#### [RECORDS SUPPLIED]
--- --- ---
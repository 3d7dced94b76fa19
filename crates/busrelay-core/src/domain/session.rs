//! Relay session identity and lifecycle.
//!
//! A session pairs one client connection with one bus subscription for its
//! whole lifetime.  Its state only ever moves forward:
//!
//! ```text
//! Created ──▶ Subscribed ──▶ Running ──▶ Closing ──▶ Closed
//!    │                                                 ▲
//!    └────────────── subscription failed ──────────────┘
//! ```
//!
//! `Closed` is terminal: advancing a closed session to `Closed` again is
//! accepted as a no-op, every other transition out of it is refused.

use std::fmt;

use tracing::{debug, warn};
use uuid::Uuid;

/// Unique identifier of one relay session, used to correlate log lines.
#[derive(Debug, Clone, Copy, PartialEq, Eq, Hash)]
pub struct SessionId(Uuid);

impl SessionId {
    /// Generates a fresh random identifier.
    pub fn new() -> Self {
        Self(Uuid::new_v4())
    }
}

impl Default for SessionId {
    fn default() -> Self {
        Self::new()
    }
}

impl fmt::Display for SessionId {
    fn fmt(&self, f: &mut fmt::Formatter<'_>) -> fmt::Result {
        // The first UUID group is plenty to tell concurrent sessions apart in logs.
        let full = self.0.simple().to_string();
        f.write_str(&full[..8])
    }
}

/// Lifecycle state of a relay session.
#[derive(Debug, Clone, Copy, PartialEq, Eq)]
pub enum SessionState {
    /// The connection is established; no subscription yet.
    Created,
    /// The bus subscription is open; pumps not yet started.
    Subscribed,
    /// Both pumps are alive.
    Running,
    /// A pump has stopped; the other is being stopped and resources released.
    Closing,
    /// Subscription and connection are released.  Terminal.
    Closed,
}

impl SessionState {
    /// Returns `true` if a session in `self` may move to `next`.
    pub fn can_advance_to(self, next: SessionState) -> bool {
        use SessionState::*;
        matches!(
            (self, next),
            (Created, Subscribed)
                | (Created, Closed)
                | (Subscribed, Running)
                | (Running, Closing)
                | (Closing, Closed)
                | (Closed, Closed)
        )
    }

    pub fn is_terminal(self) -> bool {
        self == SessionState::Closed
    }
}

impl fmt::Display for SessionState {
    fn fmt(&self, f: &mut fmt::Formatter<'_>) -> fmt::Result {
        let name = match self {
            SessionState::Created => "created",
            SessionState::Subscribed => "subscribed",
            SessionState::Running => "running",
            SessionState::Closing => "closing",
            SessionState::Closed => "closed",
        };
        f.write_str(name)
    }
}

/// Why a session ended.
///
/// Recorded by whichever side failed first; later failures during teardown
/// do not overwrite it.
#[derive(Debug, Clone, PartialEq, Eq)]
pub enum EndReason {
    /// The bus subscription could not be opened; no pump ever ran.
    SubscribeFailed(String),
    /// The client closed the connection.
    ClientClosed,
    /// Reading from the connection failed (protocol error, idle timeout, ...).
    ReadFailed(String),
    /// Publishing a client frame to the bus failed.
    PublishFailed(String),
    /// Writing a bus message to the connection failed.
    WriteFailed(String),
    /// The subscription's message stream ended.
    SubscriptionClosed,
    /// The subscription's message stream reported an error.
    BusFailed(String),
    /// The server is shutting down.
    Shutdown,
}

impl EndReason {
    /// `true` for the reasons that count as a normal end of session.
    pub fn is_graceful(&self) -> bool {
        matches!(self, EndReason::ClientClosed | EndReason::Shutdown)
    }
}

impl fmt::Display for EndReason {
    fn fmt(&self, f: &mut fmt::Formatter<'_>) -> fmt::Result {
        match self {
            EndReason::SubscribeFailed(e) => write!(f, "subscription failed: {e}"),
            EndReason::ClientClosed => f.write_str("client closed the connection"),
            EndReason::ReadFailed(e) => write!(f, "connection read failed: {e}"),
            EndReason::PublishFailed(e) => write!(f, "publish failed: {e}"),
            EndReason::WriteFailed(e) => write!(f, "connection write failed: {e}"),
            EndReason::SubscriptionClosed => f.write_str("subscription stream ended"),
            EndReason::BusFailed(e) => write!(f, "subscription stream failed: {e}"),
            EndReason::Shutdown => f.write_str("server shutdown"),
        }
    }
}

/// Summary of a finished session, returned by the relay.
#[derive(Debug, Clone, PartialEq, Eq)]
pub struct SessionReport {
    pub id: SessionId,
    /// Always [`SessionState::Closed`] once the relay has returned.
    pub state: SessionState,
    pub end: EndReason,
    /// Client frames published to the bus.
    pub published: u64,
    /// Bus messages written to the client.
    pub delivered: u64,
}

/// Forward-only state tracker for one session.
#[derive(Debug)]
pub struct SessionLifecycle {
    id: SessionId,
    state: SessionState,
}

impl SessionLifecycle {
    pub fn new(id: SessionId) -> Self {
        Self {
            id,
            state: SessionState::Created,
        }
    }

    pub fn id(&self) -> SessionId {
        self.id
    }

    pub fn state(&self) -> SessionState {
        self.state
    }

    /// Moves to `next` if the transition is legal.
    ///
    /// Returns `false` (and logs) when the transition is refused; the state is
    /// left unchanged.
    pub fn advance(&mut self, next: SessionState) -> bool {
        if !self.state.can_advance_to(next) {
            warn!(
                "session {}: refused state transition {} -> {}",
                self.id, self.state, next
            );
            return false;
        }
        if self.state != next {
            debug!("session {}: {} -> {}", self.id, self.state, next);
            self.state = next;
        }
        true
    }
}
//! Redis implementation of the bus port.
//!
//! Publishing goes through one shared multiplexed connection; the `redis`
//! crate pipelines concurrent commands over it, so every session can publish
//! through a clone of the same handle.
//!
//! Subscriptions cannot share that connection (a connection in subscribe mode
//! accepts no other commands), so each session opens its own pub/sub
//! connection.  Dropping it releases the subscription on the broker.

use async_trait::async_trait;
use futures_util::stream::BoxStream;
use futures_util::StreamExt;
use redis::aio::MultiplexedConnection;
use redis::{AsyncCommands, Client, ConnectionAddr, ConnectionInfo, Msg, RedisConnectionInfo};
use tracing::{debug, info};

use busrelay_core::{BusClient, BusError, BusMessage, Subscription, Topic};

use crate::domain::config::BusConfig;

/// Builds the connection settings for `config`.
///
/// `redis_address` is `host:port`; IPv6 hosts may be bracketed
/// (`[::1]:6379`).  An empty password means no `AUTH`.
///
/// # Errors
///
/// Returns [`BusError::Unavailable`] if the address has no valid port.
pub fn connection_info(config: &BusConfig) -> Result<ConnectionInfo, BusError> {
    let invalid = || {
        BusError::Unavailable(format!("invalid redis address '{}'", config.redis_address))
    };

    let (host, port) = config.redis_address.rsplit_once(':').ok_or_else(invalid)?;
    let port: u16 = port.parse().map_err(|_| invalid())?;
    let host = host.trim_start_matches('[').trim_end_matches(']');
    if host.is_empty() {
        return Err(invalid());
    }

    let password = Some(config.redis_password.clone()).filter(|p| !p.is_empty());
    Ok(ConnectionInfo {
        addr: ConnectionAddr::Tcp(host.to_string(), port),
        redis: RedisConnectionInfo {
            db: config.redis_db,
            password,
            ..RedisConnectionInfo::default()
        },
    })
}

/// Shared Redis client.
pub struct RedisBus {
    client: Client,
    publisher: MultiplexedConnection,
}

impl RedisBus {
    /// Connects to Redis and checks the connection with a `PING`.
    ///
    /// # Errors
    ///
    /// Returns [`BusError::Unavailable`] if the address is invalid, the server
    /// cannot be reached, or authentication fails.
    pub async fn connect(config: &BusConfig) -> Result<Self, BusError> {
        let client = Client::open(connection_info(config)?)
            .map_err(|e| BusError::Unavailable(e.to_string()))?;

        let mut publisher = client
            .get_multiplexed_async_connection()
            .await
            .map_err(|e| BusError::Unavailable(e.to_string()))?;

        let pong: String = redis::cmd("PING")
            .query_async(&mut publisher)
            .await
            .map_err(|e| BusError::Unavailable(e.to_string()))?;
        debug!("redis answered PING with {pong}");

        info!(
            "connected to redis at {} (db {})",
            config.redis_address, config.redis_db
        );
        Ok(Self { client, publisher })
    }
}

#[async_trait]
impl BusClient for RedisBus {
    async fn publish(&self, topic: &Topic, payload: &[u8]) -> Result<(), BusError> {
        let mut conn = self.publisher.clone();
        let receivers: i64 = conn
            .publish(topic.as_str(), payload)
            .await
            .map_err(|e| BusError::Publish {
                topic: topic.to_string(),
                reason: e.to_string(),
            })?;
        debug!("published {} bytes to '{topic}' ({receivers} receivers)", payload.len());
        Ok(())
    }

    async fn subscribe(&self, topic: &Topic) -> Result<Box<dyn Subscription>, BusError> {
        let subscribe_error = |e: redis::RedisError| BusError::Subscribe {
            topic: topic.to_string(),
            reason: e.to_string(),
        };

        let mut pubsub = self
            .client
            .get_async_pubsub()
            .await
            .map_err(subscribe_error)?;
        pubsub
            .subscribe(topic.as_str())
            .await
            .map_err(subscribe_error)?;

        Ok(Box::new(RedisSubscription {
            topic: topic.clone(),
            messages: Some(pubsub.into_on_message().boxed()),
        }))
    }
}

/// One session's Redis subscription.
pub struct RedisSubscription {
    topic: Topic,
    /// `None` once closed.  Dropping the stream drops the pub/sub connection.
    messages: Option<BoxStream<'static, Msg>>,
}

#[async_trait]
impl Subscription for RedisSubscription {
    fn topic(&self) -> &Topic {
        &self.topic
    }

    async fn next_message(&mut self) -> Option<Result<BusMessage, BusError>> {
        let messages = self.messages.as_mut()?;
        match messages.next().await {
            Some(msg) => Some(Ok(BusMessage {
                topic: self.topic.clone(),
                payload: msg.get_payload_bytes().to_vec(),
            })),
            None => {
                // The connection to Redis is gone.
                self.messages = None;
                None
            }
        }
    }

    async fn close(&mut self) -> Result<(), BusError> {
        if self.messages.take().is_some() {
            debug!("released redis subscription to '{}'", self.topic);
        }
        Ok(())
    }
}

// ── Tests ─────────────────────────────────────────────────────────────────────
--- --- ---
#### [WHAT YOU HAVE TO DO]
Which lines of the records above contain the word "pong"? Show each of them.

#### [YOUR SOLUTION]
        let pong: String = redis::cmd("PING")
        debug!("redis answered PING with {pong}");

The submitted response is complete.